Re_Backend/docs/DEALER_USER_ARCHITECTURE.md

# Dealer User Architecture

## Overview

**Dealers and regular users are stored in the SAME `users` table.** This is the correct approach because dealers ARE users in the system - they login via SSO, participate in workflows, receive notifications, etc.

## Why Single Table?

### ✅ Advantages:
1. **Unified Authentication**: Dealers login via the same Okta SSO as regular users
2. **Shared Functionality**: Dealers need all user features (notifications, workflow participation, etc.)
3. **Simpler Architecture**: No need for joins or complex queries
4. **Data Consistency**: Single source of truth for all users
5. **Workflow Integration**: Dealers can be approvers, participants, or action takers seamlessly

### ❌ Why NOT Separate Table:
- Would require complex joins for every query
- Data duplication (email, name, etc. in both tables)
- Dealers still need user authentication and permissions
- More complex to maintain

## How Dealers Are Identified

Dealers are identified using **three criteria** (any one matches):

1. **`employeeId` field starts with `'RE-'`** (e.g., `RE-MH-001`, `RE-DL-002`)
   - This is the **primary identifier** for dealers
   - Dealer code is stored in `employeeId` field

2. **`designation` contains `'dealer'`** (case-insensitive)
   - Example: `"Dealer"`, `"Senior Dealer"`, etc.
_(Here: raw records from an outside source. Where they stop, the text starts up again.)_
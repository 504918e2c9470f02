use figment::{
    providers::{Env, Format, Toml},
    Figment,
};
use std::path::Path;

use super::{types::Config, ConfigError};

/// Environment prefix for configuration overrides (`AIEP_BROKER__HOST`, ...)
const ENV_PREFIX: &str = "AIEP_";

/// Load configuration from an optional file with environment variable overrides.
///
/// Precedence, lowest first: TOML file, `AIEP_`-prefixed variables (nested with
/// `__`), then the legacy `RABBITMQ_DEFAULT_*` variables.
pub fn load_config(path: Option<&Path>) -> Result<Config, ConfigError> {
    let mut figment = Figment::new();

    if let Some(path) = path {
        if !path.exists() {
            return Err(ConfigError::FileNotFound(path.display().to_string()));
        }
        figment = figment.merge(Toml::file(path));
    }

    let config: Config = figment
        .merge(Env::prefixed(ENV_PREFIX).split("__"))
        .merge(legacy_broker_env())
        .extract()
        .map_err(|e| ConfigError::ParseError(e.to_string()))?;

    Ok(config)
}

/// Load configuration from TOML string (useful for testing)
pub fn load_config_from_str(toml_str: &str) -> Result<Config, ConfigError> {
    toml::from_str(toml_str).map_err(|e| ConfigError::ParseError(e.to_string()))
}

/// The variable names used by existing RabbitMQ deployments.
fn legacy_broker_env() -> Env {
    Env::raw().filter_map(|key| {
        let mapped = match key.as_str() {
            k if k.eq_ignore_ascii_case("RABBITMQ_DEFAULT_HOST") => "broker.host",
            k if k.eq_ignore_ascii_case("RABBITMQ_DEFAULT_USER") => "broker.user",
            k if k.eq_ignore_ascii_case("RABBITMQ_DEFAULT_PASS") => "broker.password",
            _ => return None,
        };
        Some(mapped.into())
    })
}

#[cfg(test)]
mod tests {
    use super::*;
    use figment::Jail;
    use std::io::Write;
    use tempfile::NamedTempFile;

    const LOCAL_FETCHER: &str = r#"
[fetcher]
backend = "local"

[fetcher.local]
root = "/srv/exams"
"#;

    #[test]
    fn test_load_config_from_str_valid() {
        let toml = format!(
            r#"
[broker]
host = "rabbit"

[worker]
concurrency = 4
{}"#,
            LOCAL_FETCHER
        );
        let config = load_config_from_str(&toml).unwrap();
        assert_eq!(config.broker.host, "rabbit");
        assert_eq!(config.worker.concurrency, 4);
    }

    #[test]
    fn test_load_config_from_str_missing_fetcher() {
        let toml = r#"
[broker]
host = "rabbit"
"#;
        let result = load_config_from_str(toml);
        assert!(result.is_err());
        let err = result.unwrap_err();
        assert!(matches!(err, ConfigError::ParseError(_)));
    }

    #[test]
    fn test_load_config_file_not_found() {
        let result = load_config(Some(Path::new("/nonexistent/config.toml")));
        assert!(result.is_err());
        let err = result.unwrap_err();
        assert!(matches!(err, ConfigError::FileNotFound(_)));
    }

    #[test]
    fn test_load_config_from_file() {
        let mut temp_file = NamedTempFile::new().unwrap();
        writeln!(
            temp_file,
            r#"
[broker]
host = "10.0.0.5"
queue_in = "requests"
queue_out = "responses"
{}"#,
            LOCAL_FETCHER
        )
        .unwrap();

        let config = load_config(Some(temp_file.path())).unwrap();
        assert_eq!(config.broker.host, "10.0.0.5");
        assert_eq!(config.broker.queue_in, "requests");
        assert_eq!(config.broker.queue_out, "responses");
    }

    #[test]
    fn test_env_overrides_file() {
        Jail::expect_with(|jail| {
            jail.create_file("worker.toml", LOCAL_FETCHER)?;
            jail.set_env("AIEP_BROKER__HOST", "rabbit.prod");
            jail.set_env("AIEP_BROKER__QUEUE_IN", "incoming");
            jail.set_env("AIEP_WORKER__CONCURRENCY", "3");

            let config = load_config(Some(Path::new("worker.toml"))).unwrap();
            assert_eq!(config.broker.host, "rabbit.prod");
            assert_eq!(config.broker.queue_in, "incoming");
            assert_eq!(config.worker.concurrency, 3);
            Ok(())
        });
    }

    #[test]
    fn test_legacy_rabbitmq_variables() {
        Jail::expect_with(|jail| {
            jail.set_env("AIEP_FETCHER__BACKEND", "local");
            jail.set_env("AIEP_FETCHER__LOCAL__ROOT", "/srv/exams");
            jail.set_env("RABBITMQ_DEFAULT_HOST", "rabbitmq");
            jail.set_env("RABBITMQ_DEFAULT_USER", "worker");
            jail.set_env("RABBITMQ_DEFAULT_PASS", "s3cret");

            let config = load_config(None).unwrap();
            assert_eq!(config.broker.host, "rabbitmq");
            assert_eq!(config.broker.user, "worker");
            assert_eq!(config.broker.password, "s3cret");
            Ok(())
        });
    }
}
3. **`department` contains `'dealer'`** (case-insensitive)
   - Example: `"Dealer Operations"`, `"Dealer Management"`, etc.

## Database Schema

```sql
users {
    user_id UUID PK
    email VARCHAR(255) UNIQUE
    okta_sub VARCHAR(100) UNIQUE  -- From Okta SSO
    employee_id VARCHAR(50)        -- For dealers: stores dealer code (RE-MH-001)
    display_name VARCHAR(255)
    designation VARCHAR(255)       -- For dealers: "Dealer"
    department VARCHAR(255)        -- For dealers: "Dealer Operations"
    role ENUM('USER', 'MANAGEMENT', 'ADMIN')
    is_active BOOLEAN
    -- ... other user fields
}
```

## Example Data

### Regular User:
```json
{
  "userId": "uuid-1",
  "email": "john.doe@royalenfield.com",
  "employeeId": "E12345",  // Regular employee ID
  "designation": "Software Engineer",
  "department": "IT",
  "role": "USER"
}
```

### Dealer User:
```json
{
  "userId": "uuid-2",
  "email": "test.2@royalenfield.com",
  "employeeId": "RE-MH-001",  // Dealer code stored here
  "designation": "Dealer",
  "department": "Dealer Operations",
  "role": "USER"
}
```

## Querying Dealers

The `dealer.service.ts` uses these filters to find dealers:

```typescript
User.findAll({
  where: {
    [Op.or]: [
      { designation: { [Op.iLike]: '%dealer%' } },
      { employeeId: { [Op.like]: 'RE-%' } },
      { department: { [Op.iLike]: '%dealer%' } },
    ],
    isActive: true,
  }
});
```

## Seed Script Behavior

When running `npm run seed:dealers`:

1. **If user exists (from Okta SSO)**:
   - ✅ Preserves `oktaSub` (real Okta subject ID)
   - ✅ Preserves `role` (from Okta)
   - ✅ Updates `employeeId` with dealer code
   - ✅ Updates `designation` to "Dealer" (if not already)
   - ✅ Updates `department` to "Dealer Operations" (if not already)

2. **If user doesn't exist**:
   - Creates placeholder user
   - Sets `oktaSub` to `dealer-{code}-pending-sso`
   - When dealer logs in via SSO, `oktaSub` gets updated automatically

## Workflow Integration

Dealers participate in workflows just like regular users:

- **As Approvers**: In Steps 1 & 5 of claim management workflow
- **As Participants**: Can be added to any workflow
- **As Action Takers**: Can submit proposals, completion documents, etc.

The system identifies them as dealers by checking `employeeId` starting with `'RE-'` or `designation` containing `'dealer'`.

## API Endpoints

- `GET /api/v1/dealers` - Get all dealers (filters users table)
- `GET /api/v1/dealers/code/:dealerCode` - Get dealer by code
- `GET /api/v1/dealers/email/:email` - Get dealer by email
- `GET /api/v1/dealers/search?q=term` - Search dealers

All endpoints query the same `users` table with dealer-specific filters.

## Conclusion

**✅ Single `users` table is the correct approach.** No separate dealer table needed. Dealers are users with special identification markers (dealer code in `employeeId`, dealer designation, etc.).